Blyss: I’m going to pull one of these guys out so you can see it up close and personal this is great. so they kind of look like poppy seeds right now so all those black specks those are baby oysters.
Kudelska: Next Buitrago goes over to a small glass fish aquarium. Inside there are a couple of oyster shells. She puts her hand in the water and grabs a big oyster shell with tiny oyster shells attached to it. On average 20 oysters can attach to one shell.
Blyss: So this is what spat on shell looks like. On this one we have about 5 guys hanging out on here. so they will stay like this. they will mature and span and they’ll have their own babies and hopefully their babies will spat around them and that’s how they build those massive reefs.
Kudelska: One of the new trends of coastal resiliency is to look at oyster reefs. They’re clusters of oyster shells attached to each other creating wall like structures. Oyster reefs have a number of different ecosystem services. They are filter feeders. They provide habitats for fish. And they stabilize the water bed. But by far the most popular service today — shoreline protection.
Blyss: Basically the older the oyster and the reef and the bigger it is the better it will break those waves before they come to shoreline.
Kudelska: New York City is an urban coastal city.

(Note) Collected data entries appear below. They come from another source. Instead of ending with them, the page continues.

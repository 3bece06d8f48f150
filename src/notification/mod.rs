//! Handles the dispatching of alerts to notification channels.
//!
//! Each channel combines resolved configuration with formatted message
//! bodies and issues a single outbound write through an injected transport;
//! callers own any retry policy.
pub mod matrix;

pub use matrix::{DeliveryError, MatrixNotifier};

And after Hurricane Sandy, city leaders realized they could no longer ignore the threat of future storms and rising sea levels. Until now breakwaters were the norm for protection. But these rocks or artificial material placed in the water along the coast are not enough. Steven Scyphers is an assistant professor at Northeastern University. Back in 2011, he published a research paper showing that the presence of oyster reefs on the coast can reduce shoreline erosion.
Scyphers: We take the benefits of oysters and we design reefs that are comprised with the same characteristics of a breakwater so you get this engineering shoreline protection outcome but you also get the environmental benefits.

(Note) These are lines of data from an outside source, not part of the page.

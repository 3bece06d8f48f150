//! Alertrix - Matrix notification dispatcher
//!
//! One-shot command-line front end: loads the provider configuration,
//! reads an alert event from a JSON file, and sends it to the resolved
//! Matrix room.

use alertrix::{
    cli::Cli, config::MatrixProviderConfig, core::AlertEvent, notification::MatrixNotifier,
    transport::HttpTransport,
};
use anyhow::{bail, Context, Result};
use clap::Parser;
use std::sync::Arc;
use tracing::info;
use tracing_subscriber::EnvFilter;

#[tokio::main]
async fn main() -> Result<()> {
    let cli = Cli::parse();

    tracing_subscriber::fmt()
        .with_env_filter(EnvFilter::try_from_default_env().unwrap_or_else(|_| EnvFilter::new("info")))
        .init();

    let config = MatrixProviderConfig::load(&cli.config)
        .with_context(|| format!("failed to load configuration from {}", cli.config.display()))?;
    // Refuse to send with a broken provider rather than failing mid-dispatch.
    if !config.is_valid() {
        bail!(
            "invalid Matrix provider configuration: the default and every override \
             need an access token and room id, and override groups must be unique"
        );
    }

    let raw_event = std::fs::read_to_string(&cli.event)
        .with_context(|| format!("failed to read alert event from {}", cli.event.display()))?;
    let event: AlertEvent =
        serde_json::from_str(&raw_event).context("failed to parse alert event JSON")?;

    info!(
        endpoint = %event.display_name,
        group = %event.group,
        resolved = cli.resolved,
        "Dispatching alert to Matrix"
    );

    let transport = Arc::new(HttpTransport::new(reqwest::Client::new()));
    let notifier = MatrixNotifier::new(config, transport);
    notifier.send(&event, cli.resolved).await?;

    Ok(())
}
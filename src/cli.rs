//! Command-Line Interface (CLI) argument parsing.
//!
//! This module defines the command-line arguments for the `alertrix` binary
//! using the `clap` crate. The binary performs a single one-shot send of an
//! alert event read from a JSON file.

use clap::Parser;
use std::path::PathBuf;

/// Delivers a monitoring alert event to a Matrix room.
#[derive(Parser, Debug)]
#[command(author, version, about, long_about = None)]
pub struct Cli {
    /// Path to the YAML provider configuration file.
    #[arg(short, long, value_name = "FILE", default_value = "alertrix.yaml")]
    pub config: PathBuf,

    /// Path to a JSON file describing the alert event.
    #[arg(short, long, value_name = "FILE")]
    pub event: PathBuf,

    /// Treat the event as a resolution instead of a new failure streak.
    #[arg(long)]
    pub resolved: bool,
}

Kudelska: So if oyster reefs are reintroduced along coastlines, they can help weaken storm waves and preserve marshes and wetlands while also creating a rich marine habitat. And in the not too distance future, New York City will be testing the efficiency of natural breakwaters. Last week the city held a public hearing on Living Breakwaters — a proposed ecological breakwater system with oyster reefs along the south shore of staten island. Pippa Brashear is its’ project manager. She says the aim was to think of a new way to protect coastal cities.
Brashear: We set a couple of questions of for ourselves, what if we can’t always keep the water out, what are the real risks, the most damaging risks of coastal storms and how can we work with nature not against it?
Kudelska: Embracing nature not fighting it — that’s what interns Acia Salgado and Kim Gomez are doing back on the dock at Governor’s Island. They’re lifting heavy stacks of three oyster trays back into the water. In another week, there will be a couple thousand more oysters reintroduced into the harbor. Some will create oyster reefs. And the Billion Oyster Project hopes to get to a billion oysters by 2035. New York may never return back to the rich oyster habitat it was — over 400 years ago but today at least they’re heading in the right direction — one baby oyster at a time.
Kamila Kudelska, Columbia Radio News.